Extracted records:
[Start of Attachment]

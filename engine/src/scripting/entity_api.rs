use crate::core::entity::{Entity, Transform};
use crate::core::uuid::Uuid;
use crate::scene::Scene;
use glam::{Quat, Vec2, Vec3};
use tracing::{debug, warn};

/// Entity access for script hosts.
///
/// Scripts never hold store handles; every call names its entity by UUID and
/// unknown UUIDs yield `None`, `false` or `Uuid::NIL`.
pub struct ScriptContext<'a> {
    scene: &'a mut Scene,
}

impl<'a> ScriptContext<'a> {
    pub fn new(scene: &'a mut Scene) -> Self {
        Self { scene }
    }

    pub fn scene(&self) -> &Scene {
        self.scene
    }

    fn entity(&self, uuid: Uuid) -> Option<Entity> {
        let entity = self.scene.get_entity(uuid);
        if entity.is_none() {
            warn!(entity = %uuid, "Script referenced unknown entity");
        }
        entity
    }

    fn read_transform<R>(&self, uuid: Uuid, read: impl FnOnce(&Transform) -> R) -> Option<R> {
        let entity = self.entity(uuid)?;
        let transform = self.scene.get_component::<Transform>(entity)?;
        Some(read(&transform))
    }

    fn write_transform(&mut self, uuid: Uuid, write: impl FnOnce(&mut Transform)) -> bool {
        let Some(entity) = self.entity(uuid) else {
            return false;
        };
        match self.scene.get_component_mut::<Transform>(entity) {
            Some(mut transform) => {
                write(&mut transform);
                true
            }
            None => false,
        }
    }

    pub fn exists(&self, uuid: Uuid) -> bool {
        self.scene.get_entity(uuid).is_some()
    }

    pub fn name(&self, uuid: Uuid) -> Option<String> {
        self.scene.entity_name(self.entity(uuid)?)
    }

    /// World-space translation
    pub fn translation(&self, uuid: Uuid) -> Option<Vec3> {
        self.read_transform(uuid, |t| t.translation)
    }

    pub fn rotation(&self, uuid: Uuid) -> Option<Quat> {
        self.read_transform(uuid, |t| t.rotation)
    }

    pub fn scale(&self, uuid: Uuid) -> Option<Vec3> {
        self.read_transform(uuid, |t| t.scale)
    }

    /// Set the translation relative to the parent
    pub fn set_translation(&mut self, uuid: Uuid, translation: Vec3) -> bool {
        self.write_transform(uuid, |t| t.set_local_translation(translation))
    }

    pub fn set_rotation(&mut self, uuid: Uuid, rotation: Quat) -> bool {
        self.write_transform(uuid, |t| t.set_local_rotation(rotation))
    }

    pub fn set_scale(&mut self, uuid: Uuid, scale: Vec3) -> bool {
        self.write_transform(uuid, |t| t.set_local_scale(scale))
    }

    pub fn is_visible(&self, uuid: Uuid) -> Option<bool> {
        self.read_transform(uuid, |t| t.visible)
    }

    pub fn set_visible(&mut self, uuid: Uuid, visible: bool) -> bool {
        self.write_transform(uuid, |t| t.visible = visible)
    }

    /// Clone an entity and its subtree as a new root placed at `translation`.
    ///
    /// While the scene is playing the copies get physics bodies immediately.
    pub fn instantiate(&mut self, uuid: Uuid, translation: Vec3) -> Uuid {
        let Some(source) = self.entity(uuid) else {
            return Uuid::NIL;
        };
        let Some(copy) = self.scene.duplicate_entity(source, false) else {
            return Uuid::NIL;
        };
        if let Some(mut transform) = self.scene.get_component_mut::<Transform>(copy) {
            transform.set_local_translation(translation);
        }
        self.scene.update_transforms();

        if self.scene.is_playing() {
            let bodies = self.scene.instantiate_physics(copy);
            debug!(source = %uuid, bodies, "Instantiated physics for copy");
        }
        self.scene.uuid_of(copy).unwrap_or_default()
    }

    /// Destroy an entity and its subtree, releasing physics bodies first
    pub fn destroy(&mut self, uuid: Uuid) -> bool {
        match self.entity(uuid) {
            Some(entity) => {
                self.scene.destroy_entity(entity);
                true
            }
            None => false,
        }
    }

    /// UUID of the entity with this exact name, or `Uuid::NIL`
    pub fn find_entity_by_name(&self, name: &str) -> Uuid {
        self.scene.find_entity_by_name(name).unwrap_or_default()
    }

    pub fn apply_force_2d(&mut self, uuid: Uuid, force: Vec2, point: Vec2, wake: bool) -> bool {
        let Some(entity) = self.entity(uuid) else {
            return false;
        };
        self.scene.apply_force_2d(entity, force, point, wake)
    }

    pub fn add_force(&mut self, uuid: Uuid, force: Vec3) -> bool {
        let Some(entity) = self.entity(uuid) else {
            return false;
        };
        self.scene.add_force(entity, force)
    }

    pub fn add_impulse(&mut self, uuid: Uuid, impulse: Vec3) -> bool {
        let Some(entity) = self.entity(uuid) else {
            return false;
        };
        self.scene.add_impulse(entity, impulse)
    }

    pub fn linear_velocity(&mut self, uuid: Uuid) -> Option<Vec3> {
        let entity = self.entity(uuid)?;
        self.scene.linear_velocity(entity)
    }

    pub fn set_linear_velocity(&mut self, uuid: Uuid, velocity: Vec3) -> bool {
        let Some(entity) = self.entity(uuid) else {
            return false;
        };
        self.scene.set_linear_velocity(entity, velocity)
    }
}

[End of Attachment]

What the exercise asks: Each line of the data above containing the string "source" is to be copied.

Result for this task:
        let Some(source) = self.entity(uuid) else {
        let Some(copy) = self.scene.duplicate_entity(source, false) else {
            debug!(source = %uuid, bodies, "Instantiated physics for copy");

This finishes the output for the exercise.